O terceiro mandamento cristão mudou o dia sagrado de “sábado” para o domingo, sem dizer o motivo: A ressurreição de Jesus no 1º dia da semana representa uma nova criação e tornou-se o dia da reunião dos apóstolos para celebrar a presença do Ressuscitado (Lc, 24,1.13; Jo 20,1.19. 26; At 20,7). Todas as igrejas cristãs fizeram esta mudança, somente no século 19 os adventistas e testemunhas de Jeová voltaram atrás para o sábado.

O quinto e o sexto mandamento se radicalizaram pela influência do sermão da montanha, no qual Mt apresenta Jesus como novo Moisés ensinando cumprir a lei em vez de aboli-la (Mt 5,17): “Não assassinar” virou “não matar” questionando a defesa legítima e a guerra justa (cf. Mt 5,21-26.38-48; 26,51s), e “não cometer adultério” tornou-se “não pecar contra castidade” referindo-se a qualquer atividade sexual fora do casamento, qualquer desvio e abuso sexuais (cf. Mt 5,27-31; 18,6-9).

Os mandamentos na versão catequética são uma versão atualizada do decálogo, mas perdeu-se a motivação que se tinha antes, principalmente a frase introdutora: “Eu sou Javé seu Deus, que fiz você sair do Egito, da casa a escravidão” (v. 2).
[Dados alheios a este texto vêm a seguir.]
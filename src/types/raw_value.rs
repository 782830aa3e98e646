use bytes::Bytes;
use std::fmt;
use std::str::Utf8Error;

/// PostgreSQL result format code for a column or output parameter
#[derive(Debug, Clone, Copy, PartialEq, Eq, Hash, Default)]
pub enum Format {
    #[default]
    Text,
    Binary,
}

impl Format {
    pub fn from_code(code: i16) -> Option<Self> {
        match code {
            0 => Some(Format::Text),
            1 => Some(Format::Binary),
            _ => None,
        }
    }

    pub fn code(&self) -> i16 {
        match self {
            Format::Text => 0,
            Format::Binary => 1,
        }
    }
}

impl fmt::Display for Format {
    fn fmt(&self, f: &mut fmt::Formatter<'_>) -> fmt::Result {
        match self {
            Format::Text => write!(f, "text"),
            Format::Binary => write!(f, "binary"),
        }
    }
}

/// A single protocol-decoded payload together with the format it arrived in
#[derive(Debug, Clone, PartialEq, Eq, Hash)]
pub struct RawScalar {
    format: Format,
    bytes: Bytes,
}

impl RawScalar {
    pub fn new(format: Format, bytes: impl Into<Bytes>) -> Self {
        Self {
            format,
            bytes: bytes.into(),
        }
    }

    pub fn text(value: impl Into<String>) -> Self {
        Self::new(Format::Text, Bytes::from(value.into()))
    }

    pub fn binary(bytes: impl Into<Bytes>) -> Self {
        Self::new(Format::Binary, bytes)
    }

    pub fn format(&self) -> Format {
        self.format
    }

    pub fn bytes(&self) -> &[u8] {
        &self.bytes
    }

    /// Shared handle to the payload, for slicing out nested values without copying
    pub fn payload(&self) -> &Bytes {
        &self.bytes
    }

    /// The payload as UTF-8, which is what every text-format value is
    pub fn as_str(&self) -> Result<&str, Utf8Error> {
        std::str::from_utf8(&self.bytes)
    }
}

/// A value as handed over by statement execution: decoded from the wire but
/// not yet coerced. Arrays and composites may arrive either already split
/// (`Sequence`/`Record`) or still packed in a single `Scalar` payload.
#[derive(Debug, Clone, PartialEq, Eq, Hash)]
pub enum RawValue {
    Null,
    Scalar(RawScalar),
    Sequence(Vec<RawValue>),
    Record(Vec<RawValue>),
}

impl RawValue {
    pub fn text(value: impl Into<String>) -> Self {
        RawValue::Scalar(RawScalar::text(value))
    }

    pub fn binary(bytes: impl Into<Bytes>) -> Self {
        RawValue::Scalar(RawScalar::binary(bytes))
    }

    /// Build from a DataRow column: `None` is the protocol's -1 length NULL
    pub fn from_wire(format: Format, value: Option<Bytes>) -> Self {
        match value {
            Some(bytes) => RawValue::Scalar(RawScalar::new(format, bytes)),
            None => RawValue::Null,
        }
    }

    pub fn is_null(&self) -> bool {
        matches!(self, RawValue::Null)
    }
}

impl From<RawScalar> for RawValue {
    fn from(scalar: RawScalar) -> Self {
        RawValue::Scalar(scalar)
    }
}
Deus quer a nossa liberdade, por isso deu estas orientações para continuarmos vivendo em liberdade (Torá: “Lei” em hebraico, quer dizer orientação, como sinais de transito para encontrar o caminho certo). Sem motivação e justificativa resta uma série de proibições, colocada em cheque por uma ideologia sem Deus (sem Deus e sem a igreja, o ser humano estaria mais livre para pensar e fazer o que quiser? Ou criam-se outras dependências?). É preciso ensinar e mostrar o contexto, a transformação e a motivação do decálogo, e saber defender-se com argumentos, contra filosofias ateias ou práticas supersticiosas ou o fundamentalismo evangélico.

 

2ª leitura: 1Cor 1,22-25

A 2ª leitura nos prepara para a cruz de Cristo. Desde a escolha do casal idoso e estéril Abraão e Sará e a libertação dos escravos hebreus, Deus fez uma opção pelos mais fracos, contrariando projetos humanos baseados em poder, sucesso e vitória como o do faraó.

Ouvimos hoje uma teologia da cruz que Paulo escreve aos coríntios.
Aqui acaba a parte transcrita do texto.